> [Task to complete]
When you reach the records below, repeat each one exactly as written.
Top of Recorded information
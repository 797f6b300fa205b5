use thiserror::Error;

/// Main error type for session lifecycle operations
#[derive(Error, Debug)]
pub enum StreamError {
    #[error("Invalid request: {0}")]
    InvalidRequest(String),

    #[error("Source not allowed: {0}")]
    DisallowedSource(String),

    #[error("Failed to resolve source: {0}")]
    ResolutionFailed(String),

    #[error("Failed to store upload: {0}")]
    UploadFailed(String),

    #[error("No active session")]
    NoActiveSession,

    #[error("Invalid seek offset: {0}")]
    InvalidOffset(f64),

    #[error("Failed to spawn transcoder: {0}")]
    ProcessSpawnFailed(String),

    #[error("IO error: {0}")]
    Io(#[from] std::io::Error),

    #[error("Configuration error: {0}")]
    Config(String),
}

impl StreamError {
    /// Machine-readable error kind reported to clients.
    pub fn kind(&self) -> &'static str {
        match self {
            StreamError::InvalidRequest(_) => "InvalidRequest",
            StreamError::DisallowedSource(_) | StreamError::ResolutionFailed(_) => {
                "ResolutionFailed"
            }
            StreamError::UploadFailed(_) => "UploadFailed",
            StreamError::NoActiveSession => "NoActiveSession",
            StreamError::InvalidOffset(_) => "InvalidOffset",
            StreamError::ProcessSpawnFailed(_) => "ProcessSpawnFailed",
            StreamError::Io(_) => "Io",
            StreamError::Config(_) => "Config",
        }
    }

    /// Whether the caller, rather than the server, is at fault.
    pub fn is_client_error(&self) -> bool {
        matches!(
            self,
            StreamError::InvalidRequest(_)
                | StreamError::DisallowedSource(_)
                | StreamError::ResolutionFailed(_)
                | StreamError::NoActiveSession
                | StreamError::InvalidOffset(_)
        )
    }
}

/// Result type alias for convenience
pub type Result<T> = std::result::Result<T, StreamError>;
Bottom of Recorded information
> [Solved problem]
repository 797f6b300fa205b5
use thiserror::Error;

/// Main error type for session lifecycle operations
#[derive(Error, Debug)]
pub enum StreamError {
    #[error("Invalid request: {0}")]
    InvalidRequest(String),

    #[error("Source not allowed: {0}")]
    DisallowedSource(String),

    #[error("Failed to resolve source: {0}")]
    ResolutionFailed(String),

    #[error("Failed to store upload: {0}")]
    UploadFailed(String),

    #[error("No active session")]
    NoActiveSession,

    #[error("Invalid seek offset: {0}")]
    InvalidOffset(f64),

    #[error("Failed to spawn transcoder: {0}")]
    ProcessSpawnFailed(String),

    #[error("IO error: {0}")]
    Io(#[from] std::io::Error),

    #[error("Configuration error: {0}")]
    Config(String),
}

impl StreamError {
    /// Machine-readable error kind reported to clients.
    pub fn kind(&self) -> &'static str {
        match self {
            StreamError::InvalidRequest(_) => "InvalidRequest",
            StreamError::DisallowedSource(_) | StreamError::ResolutionFailed(_) => {
                "ResolutionFailed"
            }
            StreamError::UploadFailed(_) => "UploadFailed",
            StreamError::NoActiveSession => "NoActiveSession",
            StreamError::InvalidOffset(_) => "InvalidOffset",
            StreamError::ProcessSpawnFailed(_) => "ProcessSpawnFailed",
            StreamError::Io(_) => "Io",
            StreamError::Config(_) => "Config",
        }
    }

    /// Whether the caller, rather than the server, is at fault.
    pub fn is_client_error(&self) -> bool {
        matches!(
            self,
            StreamError::InvalidRequest(_)
                | StreamError::DisallowedSource(_)
                | StreamError::ResolutionFailed(_)
                | StreamError::NoActiveSession
                | StreamError::InvalidOffset(_)
        )
    }
}

/// Result type alias for convenience
pub type Result<T> = std::result::Result<T, StreamError>;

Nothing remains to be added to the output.